Uneconomical? Maybe to Likely;
Hurt commercial fishing? Less likely - Commercial Fishing is Commercial Fishing's worst enemy; if anything the turbine supports will have the same effect as oil platform supports - provide shelter/attachments for fish and other sea life; creating local 'oasises' and helping commercial fishing by providing zones where breeding adults can be fully established, increasing the number of fish available for capture.
Pose a danger to wildlife? As I said; Oil platforms actually HELP sea life. We sink ships to help establish new spots for sea life.
"We're the windiest country on earth and we have lots and lots of land" on which to build wind farms, the younger Kennedy said. "Americans don’t want to pay 27 cents a kilowatt hour for energy."

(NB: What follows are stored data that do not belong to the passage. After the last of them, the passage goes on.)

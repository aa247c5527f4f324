//! Monotonic time source

/// Free-running microsecond clock
///
/// Used for read timeouts and for timing echo pulses. Only differences
/// between two readings are meaningful.
pub trait Clock {
    /// Microseconds since an arbitrary fixed point
    fn now_us(&self) -> u64;

    /// Microseconds elapsed since `start`
    fn elapsed_us(&self, start: u64) -> u64 {
        self.now_us().saturating_sub(start)
    }
}

impl<C: Clock> Clock for &C {
    fn now_us(&self) -> u64 {
        (**self).now_us()
    }
}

You object to the potential view of turbine 5 miles and more from shore; yet support putting them on land, where presumably there'd be a lot of people closer than 5 miles away? The cost, if true, would be a valid reason to oppose. Quick google search says 9.06 cents per kwh, not 27. Still high, but within limits.
Personally, I think that a lot of the questions posed could have been addressed by a single, or better yet, a small set of test turbines - it'd also give you the benefit of having a number of turbines that are older than the ones built for weathering/maintenance study purposes.